Universities have been accused of continuing to offer “Mickey Mouse” degrees in subjects that will see students earn less than their non-graduate peers, despite Government scrutiny.

The Taxpayers’ Alliance has found 10 examples of undergraduate degrees in subjects such as “wildlife media” and “tourism studies” which analysis shows expected earnings five years after graduation will be below average earnings of £26,000 for non-graduates in England.

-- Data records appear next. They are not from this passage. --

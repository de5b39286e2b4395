//! CLI argument definitions using clap derive

use clap::{ArgAction, Parser, Subcommand, ValueEnum};
use std::path::PathBuf;

/// Stowage - add and copy content into working containers
///
/// Copies local files, URLs or the contents of another image into a
/// working container and records the content digest in its history.
#[derive(Parser, Debug)]
#[command(name = "stowage")]
#[command(author, version, about, long_about = None)]
#[command(propagate_version = true)]
pub struct Cli {
    /// Subcommand to execute
    #[command(subcommand)]
    pub command: Commands,

    /// Increase verbosity (-v info, -vv debug)
    #[arg(short, long, global = true, action = ArgAction::Count)]
    pub verbose: u8,

    /// Configuration file path
    #[arg(short, long, global = true, env = "STOWAGE_CONFIG")]
    pub config: Option<PathBuf>,
}

/// Available commands
#[derive(Subcommand, Debug)]
pub enum Commands {
    /// Add content to a container, extracting local archives
    Add(AddCopyArgs),

    /// Copy content into a container
    Copy(CopyArgs),

    /// Show the recorded history of a container
    History(HistoryArgs),
}

/// Arguments shared by add and copy
#[derive(Parser, Debug)]
pub struct AddCopyArgs {
    /// CONTAINER SRC [[...] DEST]
    #[arg(value_name = "ARGS")]
    pub args: Vec<String>,

    /// Add an entry for this operation to the image's history
    #[arg(long)]
    pub add_history: bool,

    /// Set the user and group ownership of the destination content
    #[arg(long, value_name = "USER[:GROUP]")]
    pub chown: Option<String>,

    /// Set the access permissions of the destination content
    #[arg(long, value_name = "MODE")]
    pub chmod: Option<String>,

    /// Expected digest of remote content (sha256:<hex>)
    #[arg(long)]
    pub checksum: Option<String>,

    /// Don't output a digest of the newly-added/copied content
    #[arg(short, long)]
    pub quiet: bool,

    /// Path to an alternate .containerignore file
    #[arg(long = "ignorefile", value_name = "FILE")]
    pub ignore_file: Option<PathBuf>,

    /// Context directory path
    #[arg(long = "contextdir", value_name = "DIR")]
    pub context_dir: Option<PathBuf>,

    /// Use the root directory of the specified working container or image
    #[arg(long)]
    pub from: Option<String>,

    /// Exclude copying files matching the specified pattern
    #[arg(long = "exclude", value_name = "PATTERN")]
    pub excludes: Vec<String>,

    /// Number of times to retry pulling the --from image (default: from config)
    #[arg(long)]
    pub retry: Option<u32>,

    /// Delay between pull retries, e.g. "2s" (default: from config)
    #[arg(long)]
    pub retry_delay: Option<String>,

    /// Set timestamps on new content to seconds since the epoch
    #[arg(long, value_name = "SECONDS")]
    pub timestamp: Option<String>,

    /// Add content to its own layer
    #[arg(long)]
    pub link: bool,

    /// Require HTTPS and verify certificates when accessing registries
    #[arg(long, num_args = 0..=1, require_equals = true, default_missing_value = "true")]
    pub tls_verify: Option<bool>,

    /// Directory of certificates used to access registries
    #[arg(long, value_name = "DIR")]
    pub cert_dir: Option<PathBuf>,

    /// Registry credentials, username[:password]
    #[arg(long)]
    pub creds: Option<String>,

    /// Path of the registry authentication file
    #[arg(long)]
    pub authfile: Option<PathBuf>,

    /// Key needed to decrypt the --from image
    #[arg(long = "decryption-key", value_name = "KEY")]
    pub decryption_keys: Vec<String>,

    /// Signature policy file used when pulling the --from image
    #[arg(long, hide = true)]
    pub signature_policy: Option<PathBuf>,
}

/// Arguments for the copy command
#[derive(Parser, Debug)]
pub struct CopyArgs {
    #[command(flatten)]
    pub common: AddCopyArgs,

    /// Keep leading directories of sources under the destination
    #[arg(long)]
    pub parents: bool,
}

/// Arguments for the history command
#[derive(Parser, Debug)]
pub struct HistoryArgs {
    /// Working container name or ID
    pub container: String,

    /// Output format
    #[arg(short, long, default_value = "table")]
    pub format: OutputFormat,
}

/// Output format for the history command
#[derive(Debug, Clone, Copy, ValueEnum)]
pub enum OutputFormat {
    /// Human-readable table
    Table,
    /// JSON output
    Json,
    /// Simple text (one per line)
    Plain,
}

#[cfg(test)]
mod tests {
    use super::*;

    #[test]
    fn cli_parses_add() {
        let cli = Cli::parse_from(["stowage", "add", "--chown", "1:2", "web", "a.txt", "/srv/"]);
        match cli.command {
            Commands::Add(args) => {
                assert_eq!(args.args, vec!["web", "a.txt", "/srv/"]);
                assert_eq!(args.chown.as_deref(), Some("1:2"));
                assert!(args.tls_verify.is_none());
            }
            _ => panic!("expected Add command"),
        }
    }

    #[test]
    fn cli_parses_copy_with_parents() {
        let cli = Cli::parse_from([
            "stowage", "copy", "--parents", "--exclude", "*.tmp", "--exclude", "!keep.tmp", "web", "src",
        ]);
        match cli.command {
            Commands::Copy(args) => {
                assert!(args.parents);
                assert_eq!(args.common.excludes, vec!["*.tmp", "!keep.tmp"]);
                assert_eq!(args.common.args, vec!["web", "src"]);
            }
            _ => panic!("expected Copy command"),
        }
    }

    #[test]
    fn add_has_no_parents_flag() {
        assert!(Cli::try_parse_from(["stowage", "add", "--parents", "web", "a"]).is_err());
    }

    #[test]
    fn tls_verify_forms() {
        let cli = Cli::parse_from(["stowage", "copy", "--tls-verify=false", "web", "a"]);
        match cli.command {
            Commands::Copy(args) => assert_eq!(args.common.tls_verify, Some(false)),
            _ => panic!("expected Copy command"),
        }

        let cli = Cli::parse_from(["stowage", "copy", "--tls-verify", "web", "a"]);
        match cli.command {
            Commands::Copy(args) => {
                assert_eq!(args.common.tls_verify, Some(true));
                assert_eq!(args.common.args, vec!["web", "a"]);
            }
            _ => panic!("expected Copy command"),
        }
    }

    #[test]
    fn cli_parses_history() {
        let cli = Cli::parse_from(["stowage", "history", "--format", "json", "web"]);
        match cli.command {
            Commands::History(args) => {
                assert_eq!(args.container, "web");
                assert!(matches!(args.format, OutputFormat::Json));
            }
            _ => panic!("expected History command"),
        }
    }

    #[test]
    fn global_verbose_counts() {
        let cli = Cli::parse_from(["stowage", "-vv", "history", "web"]);
        assert_eq!(cli.verbose, 2);
    }
}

The obvious method is by price. People tend – tend, it’s not an absolute – to not do things which make them worse off, to do things which make them better off. The current system says that if your degree makes you spit then you don’t have to pay back the fees – loans are only repaid if you’re on median earnings or about.

So, change this system.

If we actually want the kiddies to study degrees which make society as a whole better off – ie, not waste resources on these M. Mus things – then we should invert that repayment system. Those who do grievance studies repay their entire costs, plus healthy interest. Those who do finance and go into high paying jobs get their loans written off.

The lower your post-graduation earnings the more you get charged for having wasted the peoples’ time and money.

21 thoughts on “How do we solve this?”

  1. Charming notion. But those who get crappy degrees are the ones that make the most noise.

    So I fear it’s a political impossibility.

  2. Allthegoodnamesaretaken

    Change the system so that the debt is owed to the University. Mickey Mouse degree offering ones will soon go bust. The rest will focus on their top courses and let weaker depts go to the wall.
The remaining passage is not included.